=== Data for this task ===

//! Publish workflow.
//!
//! Single publish: precondition checks (job exists, completed, has results)
//! → slug + parent resolution → WordPress create → bookkeeping insert.
//! A bookkeeping failure after a successful create is downgraded to a
//! warning: the page is live and must not be reported as failed.
//!
//! Bulk publish runs the single workflow sequentially, paced by a
//! `RateLimiter` to stay under the WordPress API's rate limit. It never
//! aborts early; failures are captured per item.

use serde::Serialize;
use std::time::Duration;
use tracing::{info, warn};
use uuid::Uuid;

use crate::errors::AppError;
use crate::models::location::GeoLocationRow;
use crate::models::pages::WordpressPageRow;
use crate::models::research::{PageType, ResearchJobRow, ResearchResults};
use crate::publish::limiter::RateLimiter;
use crate::seo::slug::generate_slug;
use crate::state::AppState;
use crate::wordpress::{CreatePageParams, WordPressPage};

const BULK_PUBLISH_DELAY: Duration = Duration::from_secs(1);

#[derive(Debug, Serialize)]
#[serde(rename_all = "camelCase")]
pub struct PublishResponse {
    pub success: bool,
    #[serde(skip_serializing_if = "Option::is_none")]
    pub warning: Option<String>,
    pub wp_page: WordPressPage,
    #[serde(skip_serializing_if = "Option::is_none")]
    pub page_record: Option<WordpressPageRow>,
}

#[derive(Debug, Default, Serialize)]
pub struct BulkPublishResults {
    pub success: Vec<Uuid>,
    pub failed: Vec<BulkItemFailure>,
}

#[derive(Debug, Serialize)]
pub struct BulkItemFailure {
    pub id: Uuid,
    pub error: String,
}

#[derive(Debug, Serialize)]
pub struct BulkPublishSummary {
    pub total: usize,
    pub succeeded: usize,
    pub failed: usize,
}

#[derive(Debug, Serialize)]
pub struct BulkPublishResponse {
    pub success: bool,
    pub results: BulkPublishResults,
    pub summary: BulkPublishSummary,
}

impl BulkPublishResults {
    pub fn summary(&self, total: usize) -> BulkPublishSummary {
        BulkPublishSummary {
            total,
            succeeded: self.success.len(),
            failed: self.failed.len(),
        }
    }
}

/// The slug for a research job's page: city-state plus any topic and
/// neighborhood qualifiers.
pub fn page_slug(
    city: &str,
    state_abbr: &str,
    topic: Option<&str>,
    neighborhood: Option<&str>,
) -> String {
    let mut parts = vec![city, state_abbr];
    if let Some(topic) = topic {
        parts.push(topic);
    }
    if let Some(neighborhood) = neighborhood {
        parts.push(neighborhood);
    }
    generate_slug(parts)
}

/// Publishes one completed research job to WordPress.
pub async fn publish_research_job(
    state: &AppState,
    research_job_id: Uuid,
) -> Result<PublishResponse, AppError> {
    let job: Option<ResearchJobRow> = sqlx::query_as("SELECT * FROM research_jobs WHERE id = $1")
        .bind(research_job_id)
        .fetch_optional(&state.db)
        .await?;
    let job = job.ok_or_else(|| AppError::NotFound("Research job not found".to_string()))?;

    if job.status != "completed" {
        return Err(AppError::InvalidState(
            "Research job is not completed".to_string(),
        ));
    }
    let results_json = job
        .results_json
        .clone()
        .ok_or_else(|| AppError::InvalidState("Research job has no content".to_string()))?;
    let results: ResearchResults = serde_json::from_value(results_json).map_err(|e| {
        AppError::Internal(anyhow::anyhow!(
            "research job {} has malformed results: {e}",
            job.id
        ))
    })?;

    let location: Option<GeoLocationRow> = sqlx::query_as("SELECT * FROM geo_locations WHERE id = $1")
        .bind(job.city_id)
        .fetch_optional(&state.db)
        .await?;
    let location =
        location.ok_or_else(|| AppError::NotFound(format!("City {} not found", job.city_id)))?;

    let slug = page_slug(
        &location.city,
        &location.state_abbr,
        job.topic.as_deref(),
        job.neighborhood.as_deref(),
    );

    // Topic and neighborhood pages hang off the city page when it exists;
    // a missing parent is not an error, the page just publishes unparented.
    let parent_id = if job.page_type != PageType::MainCity.as_str() {
        let parent_slug = generate_slug([&location.city, &location.state_abbr]);
        state
            .wordpress
            .get_page_by_slug(&parent_slug)
            .await?
            .map(|page| page.id)
    } else {
        None
    };

    let wp_page = state
        .wordpress
        .create_page(&CreatePageParams {
            title: results.title.clone(),
            content: results.content.clone(),
            slug,
            status: Some("publish".to_string()),
            parent_id,
            meta_description: Some(results.meta_description.clone()),
            focus_keyword: results.keywords.first().cloned(),
            excerpt: Some(results.meta_description.clone()),
            ..Default::default()
        })
        .await?;

    info!(
        "Published research job {} as WordPress page {} ({})",
        job.id, wp_page.id, wp_page.link
    );

    let record: Result<WordpressPageRow, sqlx::Error> = sqlx::query_as(
        r#"
        INSERT INTO wordpress_pages
            (city_id, research_job_id, wp_post_id, url, page_type, topic,
             neighborhood, title, slug, parent_post_id, status, published_at)
        VALUES ($1, $2, $3, $4, $5, $6, $7, $8, $9, $10, 'publish', now())
        RETURNING *
        "#,
    )
    .bind(job.city_id)
    .bind(job.id)
    .bind(wp_page.id as i64)
    .bind(&wp_page.link)
    .bind(&job.page_type)
    .bind(&job.topic)
    .bind(&job.neighborhood)
    .bind(&results.title)
    .bind(&wp_page.slug)
    .bind(parent_id.map(|id| id as i64))
    .fetch_one(&state.db)
    .await;

    match record {
        Ok(row) => Ok(PublishResponse {
            success: true,
            warning: None,
            wp_page,
            page_record: Some(row),
        }),
        Err(e) => {
            warn!(
                "Published page {} but failed to save its record: {e}",
                wp_page.id
            );
            Ok(PublishResponse {
                success: true,
                warning: Some("Page published but record not saved".to_string()),
                wp_page,
                page_record: None,
            })
        }
    }
}

/// Publishes a batch of research jobs sequentially.
pub async fn bulk_publish_jobs(
    state: &AppState,
    research_job_ids: &[Uuid],
) -> Result<BulkPublishResponse, AppError> {
    if research_job_ids.is_empty() {
        return Err(AppError::Validation(
            "Invalid or empty researchJobIds array".to_string(),
        ));
    }

    // Spacing between items keeps the WordPress API under its rate limit.
    let mut limiter = RateLimiter::new(BULK_PUBLISH_DELAY);

    let mut results = BulkPublishResults::default();
    for &job_id in research_job_ids {
        limiter.acquire().await;
        match publish_research_job(state, job_id).await {
            Ok(_) => results.success.push(job_id),
            Err(e) => {
                warn!("Bulk publish: job {job_id} failed: {e}");
                results.failed.push(BulkItemFailure {
                    id: job_id,
                    error: e.to_string(),
                });
            }
        }
    }

    let summary = results.summary(research_job_ids.len());
    Ok(BulkPublishResponse {
        success: true,
        results,
        summary,
    })
}

#[cfg(test)]
mod tests {
    use super::*;

    #[test]
    fn test_page_slug_with_qualifiers() {
        assert_eq!(page_slug("Austin", "TX", None, None), "austin-tx");
        assert_eq!(
            page_slug("Austin", "TX", Some("Kitchen Remodel"), None),
            "austin-tx-kitchen-remodel"
        );
        assert_eq!(
            page_slug("Austin", "TX", Some("roofing"), Some("Hyde Park")),
            "austin-tx-roofing-hyde-park"
        );
    }

    #[test]
    fn test_bulk_summary_counts_partition() {
        let results = BulkPublishResults {
            success: vec![Uuid::new_v4(), Uuid::new_v4()],
            failed: vec![BulkItemFailure {
                id: Uuid::new_v4(),
                error: "Research job is not completed".to_string(),
            }],
        };
        let summary = results.summary(3);
        assert_eq!(summary.total, 3);
        assert_eq!(summary.succeeded, 2);
        assert_eq!(summary.failed, 1);
    }
}
impl WordPressClient {
    pub fn new(config: WordPressConfig) -> Self {
        Self {
            client: Client::builder()
                .timeout(std::time::Duration::from_secs(30))
                .build()
                .expect("Failed to build HTTP client"),
            base_url: format!("{}{}", normalize_site_url(&config.site_url), API_PATH),
            username: config.username,
            app_password: config.app_password,
        }
    }

    fn request(&self, method: Method, path: &str) -> RequestBuilder {
        self.client
            .request(method, format!("{}{}", self.base_url, path))
            .basic_auth(&self.username, Some(&self.app_password))
    }

    /// Creates a new page.
    pub async fn create_page(
        &self,
        params: &CreatePageParams,
    ) -> Result<WordPressPage, WordPressError> {
        let response = self
            .request(Method::POST, "/pages")
            .json(&create_page_body(params))
            .send()
            .await?;
        decode(response).await
    }

    /// Updates an existing page with the provided fields only.
    pub async fn update_page(
        &self,
        params: &UpdatePageParams,
    ) -> Result<WordPressPage, WordPressError> {
        let response = self
            .request(Method::POST, &format!("/pages/{}", params.id))
            .json(&update_page_body(params))
            .send()
            .await?;
        decode(response).await
    }

    /// Fetches a page by id. A 404 is not an error.
    pub async fn get_page(&self, id: u64) -> Result<Option<WordPressPage>, WordPressError> {
        let response = self
            .request(Method::GET, &format!("/pages/{id}"))
            .send()
            .await?;
        if response.status() == StatusCode::NOT_FOUND {
            return Ok(None);
        }
        decode(response).await.map(Some)
    }

    /// Fetches a page by slug. No match is not an error.
    pub async fn get_page_by_slug(
        &self,
        slug: &str,
    ) -> Result<Option<WordPressPage>, WordPressError> {
        let response = self
            .request(Method::GET, "/pages")
            .query(&[("slug", slug)])
            .send()
            .await?;
        let pages: Vec<WordPressPage> = decode(response).await?;
        Ok(pages.into_iter().next())
    }

    /// Deletes a page; `force` skips the trash.
    pub async fn delete_page(&self, id: u64, force: bool) -> Result<(), WordPressError> {
        let response = self
            .request(Method::DELETE, &format!("/pages/{id}"))
            .query(&[("force", force)])
            .send()
            .await?;
        decode::<Value>(response).await.map(|_| ())
    }

    /// Publishes a draft page (update with status=publish).
    pub async fn publish_page(&self, id: u64) -> Result<WordPressPage, WordPressError> {
        self.update_page(&UpdatePageParams {
            id,
            status: Some("publish".to_string()),
            ..Default::default()
        })
        .await
    }

    /// Creates a parent page, then all children concurrently with their
    /// `parent` set to the new parent's id. A failing child does not cancel
    /// its siblings; the first child error (if any) is returned after all
    /// children have settled.
    pub async fn create_page_hierarchy(
        &self,
        parent: CreatePageParams,
        children: Vec<CreatePageParams>,
    ) -> Result<PageHierarchy, WordPressError> {
        let parent_page = self.create_page(&parent).await?;

        let mut handles = Vec::with_capacity(children.len());
        for child in children {
            let client = self.clone();
            let parent_id = parent_page.id;
            handles.push(tokio::spawn(async move {
                let params = CreatePageParams {
                    parent_id: Some(parent_id),
                    ..child
                };
                client.create_page(&params).await
            }));
        }

        let mut created = Vec::with_capacity(handles.len());
        let mut first_error: Option<WordPressError> = None;
        for handle in handles {
            match handle.await {
                Ok(Ok(page)) => created.push(page),
                Ok(Err(e)) => {
                    warn!("Child page create failed: {e}");
                    first_error.get_or_insert(e);
                }
                Err(e) => {
                    warn!("Child page create task failed: {e}");
                    first_error.get_or_insert(WordPressError::Task(e));
                }
            }
        }

        match first_error {
            Some(e) => Err(e),
            None => Ok(PageHierarchy {
                parent: parent_page,
                children: created,
            }),
        }
    }

    /// Attempts to publish each page concurrently, partitioning ids into
    /// success/failed without aborting on individual failures.
    pub async fn bulk_publish(&self, page_ids: &[u64]) -> BulkPublishOutcome {
        let mut handles = Vec::with_capacity(page_ids.len());
        for &id in page_ids {
            let client = self.clone();
            handles.push((id, tokio::spawn(async move { client.publish_page(id).await })));
        }

        let mut outcome = BulkPublishOutcome::default();
        for (id, handle) in handles {
            match handle.await {
                Ok(Ok(_)) => outcome.success.push(id),
                Ok(Err(e)) => {
                    warn!("Bulk publish of page {id} failed: {e}");
                    outcome.failed.push(id);
                }
                Err(e) => {
                    warn!("Bulk publish task for page {id} failed: {e}");
                    outcome.failed.push(id);
                }
            }
        }
        outcome
    }

    /// Health probe against the API root. Never errors.
    pub async fn test_connection(&self) -> bool {
        match self.request(Method::GET, "/").send().await {
            Ok(response) => response.status().is_success(),
            Err(e) => {
                warn!("WordPress connection test failed: {e}");
                false
            }
        }
    }

    pub async fn get_categories(&self) -> Result<Vec<Term>, WordPressError> {
        let response = self
            .request(Method::GET, "/categories")
            .query(&[("per_page", "100")])
            .send()
            .await?;
        decode(response).await
    }

    pub async fn create_category(
        &self,
        name: &str,
        description: Option<&str>,
    ) -> Result<Term, WordPressError> {
        let response = self
            .request(Method::POST, "/categories")
            .json(&json!({
                "name": name,
                "description": description.unwrap_or_default(),
            }))
            .send()
            .await?;
        decode(response).await
    }

    pub async fn get_tags(&self) -> Result<Vec<Term>, WordPressError> {
        let response = self
            .request(Method::GET, "/tags")
            .query(&[("per_page", "100")])
            .send()
            .await?;
        decode(response).await
    }

    pub async fn create_tag(&self, name: &str) -> Result<Term, WordPressError> {
        let response = self
            .request(Method::POST, "/tags")
            .json(&json!({ "name": name }))
            .send()
            .await?;
        decode(response).await
    }
}
use axum::{
    http::StatusCode,
    response::{IntoResponse, Response},
    Json,
};
use serde_json::json;
use thiserror::Error;

use crate::content::parser::ParseError;
use crate::llm_client::LlmError;
use crate::wordpress::WordPressError;

/// Application-level error type.
/// Implements `IntoResponse` so Axum handlers can return `Result<T, AppError>`.
#[derive(Debug, Error)]
pub enum AppError {
    #[error("Not found: {0}")]
    NotFound(String),

    #[error("Validation error: {0}")]
    Validation(String),

    /// Operation attempted against a record outside the required lifecycle
    /// state (e.g. publishing a job that is still processing).
    #[error("{0}")]
    InvalidState(String),

    #[error("Database error: {0}")]
    Database(#[from] sqlx::Error),

    #[error("Content generation failed: {0}")]
    Generation(#[from] LlmError),

    #[error("Generation reply could not be parsed: {0}")]
    Parse(#[from] ParseError),

    #[error("WordPress error: {0}")]
    WordPress(#[from] WordPressError),

    #[error("Internal server error: {0}")]
    Internal(#[from] anyhow::Error),
}

impl IntoResponse for AppError {
    fn into_response(self) -> Response {
        let (status, code, message) = match &self {
            AppError::NotFound(msg) => (StatusCode::NOT_FOUND, "NOT_FOUND", msg.clone()),
            AppError::Validation(msg) => (StatusCode::BAD_REQUEST, "VALIDATION_ERROR", msg.clone()),
            AppError::InvalidState(msg) => (StatusCode::BAD_REQUEST, "INVALID_STATE", msg.clone()),
            AppError::Database(e) => {
                tracing::error!("Database error: {e}");
                (
                    StatusCode::INTERNAL_SERVER_ERROR,
                    "DATABASE_ERROR",
                    "A database error occurred".to_string(),
                )
            }
            AppError::Generation(e) => {
                tracing::error!("Generation error: {e}");
                (
                    StatusCode::INTERNAL_SERVER_ERROR,
                    "GENERATION_ERROR",
                    e.to_string(),
                )
            }
            AppError::Parse(e) => {
                tracing::error!("Generation reply parse error: {e}");
                (
                    StatusCode::INTERNAL_SERVER_ERROR,
                    "PARSE_ERROR",
                    e.to_string(),
                )
            }
            AppError::WordPress(e) => {
                tracing::error!("WordPress error: {e}");
                (
                    StatusCode::INTERNAL_SERVER_ERROR,
                    "WORDPRESS_ERROR",
                    e.to_string(),
                )
            }
            AppError::Internal(e) => {
                tracing::error!("Internal error: {e:?}");
                (
                    StatusCode::INTERNAL_SERVER_ERROR,
                    "INTERNAL_ERROR",
                    "An internal server error occurred".to_string(),
                )
            }
        };

        let body = Json(json!({
            "error": {
                "code": code,
                "message": message
            }
        }));

        (status, body).into_response()
    }
}
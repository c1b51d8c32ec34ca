pub mod diagnostics;
pub mod health;
pub mod keywords;
pub mod locations;

use axum::{
    routing::{get, post},
    Router,
};

use crate::publish::handlers as publish_handlers;
use crate::research::handlers as research_handlers;
use crate::state::AppState;

pub fn build_router(state: AppState) -> Router {
    Router::new()
        .route("/health", get(health::health_handler))
        .route("/api/v1/test", get(diagnostics::handle_test_services))
        // Reference data
        .route(
            "/api/v1/locations",
            get(locations::handle_list_locations).post(locations::handle_create_location),
        )
        .route("/api/v1/keywords", get(keywords::handle_list_keywords))
        // Research jobs
        .route(
            "/api/v1/research",
            post(research_handlers::handle_create_research)
                .get(research_handlers::handle_list_research),
        )
        // Publishing (PUT is the bulk path)
        .route(
            "/api/v1/publish",
            post(publish_handlers::handle_publish).put(publish_handlers::handle_bulk_publish),
        )
        .with_state(state)
}
use chrono::{DateTime, Utc};
use serde::{Deserialize, Serialize};
use sqlx::FromRow;
use uuid::Uuid;

/// A target city. Reference data managed by the operator; read by every
/// workflow but never written by one.
#[derive(Debug, Clone, Serialize, Deserialize, FromRow)]
pub struct GeoLocationRow {
    pub id: Uuid,
    pub city: String,
    pub state: String,
    pub state_abbr: String,
    pub county: Option<String>,
    pub population: Option<i32>,
    pub latitude: Option<f64>,
    pub longitude: Option<f64>,
    pub zip_codes: Option<Vec<String>>,
    pub priority_rank: Option<i32>,
    pub created_at: DateTime<Utc>,
    pub updated_at: DateTime<Utc>,
}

===

Instructions for the task:
Where the word "BulkPublishResults" appears in a line of the entries, copy that line.

Solution:
pub struct BulkPublishResults {
    pub results: BulkPublishResults,
impl BulkPublishResults {
    let mut results = BulkPublishResults::default();
        let results = BulkPublishResults {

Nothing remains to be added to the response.